Q:What do you see as "mission critical" for the autism community?
A: Educating autistic children without prejudice. As parents and educators, you have to drop literally everything you see or believe and start from a blank slate. If one’s child was blind, the first consideration isn’t to start looking for ways to “fix” them or ship them off somewhere. Autistic children are no different. These are human beings, first. Kindness and compassion should be the superior treatment these children receive. I know this will be difficult. Everyone needs to participate in this effort. Looking for ways to improve the lives of autistic children, rather than “fixing” them for personal comfort or
convenience should be the focus.
Q: What are some of the issues adults with autism are dealing
A: Many autistic adults, like me, wherever they fit on the spectrum, have felt systematically
shut out of the broader national conversation about what our real needs are. In an effort to
counteract this mainstream media misdirect, more autistic adults seem to have found a voice
through social media such as Twitter, YouTube and Facebook. We feel abandoned. The
primary focus is on the children, which is a good thing, but it should not be to the exclusion of adults on the
spectrum who really need their community to understand the struggles they are having.

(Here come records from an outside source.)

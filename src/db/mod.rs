//! Database abstraction layer.
//!
//! This module provides database access functionality:
//! - The driver port and its sqlx implementation
//! - Single-connection lifecycle management
//! - Statement execution with retry and reconnect
//! - Result normalization and type mappings
//! - Schema reflection

pub mod connection;
pub mod driver;
pub mod executor;
pub mod normalize;
pub mod schema;
pub mod sqlx_driver;
pub mod types;

pub use crate::models::DatabaseType;
pub use connection::{CloseOutcome, ConnectionManager};
pub use driver::{Driver, NoResultSet};
pub use executor::StatementExecutor;
pub use normalize::normalize;
pub use sqlx_driver::{DbConnection, DbCursor, DbPool, SqlxDriver};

Q:Several years ago, you went on a hunger strike. What did you want to
accomplish and did you accomplish it?
A: I wanted to bring attention to the financial disparity many families raising autistic children are experiencing and not just families with young children. I’m talking about elderly parents with autistic adults still living with them. Many cannot retire and all face certain poverty without some type of comprehensive debt relief program. I think I’ve done that.
Q: What is your vision going forward?
A: I want to duplicate the efforts of Aid for Autistic Children Foundation to meet the needs of
everyone across the United States. I eventually want to bring this empowerment program to countries in South America, S.E. Asia, China, Africa, Middle East and Australia. I see a debt free and empowered autistic community around the world re-engaged and participating in our modern 21st century economy. Aid for Autistic Children Foundation will also be a chief employer of the autistic and of parents who advocate for them.
Q: What keeps you going?
A: Knowing how much my mom sacrificed emotionally and physically. She suffered many
emotional setbacks and even a stroke, brought on by emotional stress, while continuing to help me, my brothers and father. I owe her and I owe no less to myself and the autistic community. I just want to make things better for a lot of people who remain forgotten or purposefully dismissed. I’m also looking forward to marrying, again. I have to work extraordinarily hard to make a life possible for us. I will not quit until I do.
Q: Why is it so difficult for adults with autism to find jobs?
A: Firstly, we are already adults. That means we need to be working, productive members of society right now. The corporate perception is that adults (in general) are NOT the innovative
thinkers. It’s the young people. That already leaves adults, as a whole, out of job-seeking contention. So, the first big issue is the perception that adults in the workplace are no longer useful, therefore, ineligible for job placement. If you are autistic, well, there’s a whole other more socially entrenched problem of office politics that keeps many adults on the spectrum out of contention for employment or regularly terminated from employment. The good news is that in other countries many American’s consider “Third World,” they are doing
amazing well in hiring autistic adults. Many of us have the ability to work independently of others doing tedious and rigidly repetitive work. For example, we make great software systems testers (I’d REALLY enjoy doing that, myself!). We can be quite precise in our attention to detail. There are plenty of reasons to hire autistic adults, but because of the demonization leveled at people who are considered ‘disabled’, it’s going be tough to convince a skeptical corporate elite that a mass-hiring of autistic adults may raise their level of efficiency, while improving quality control.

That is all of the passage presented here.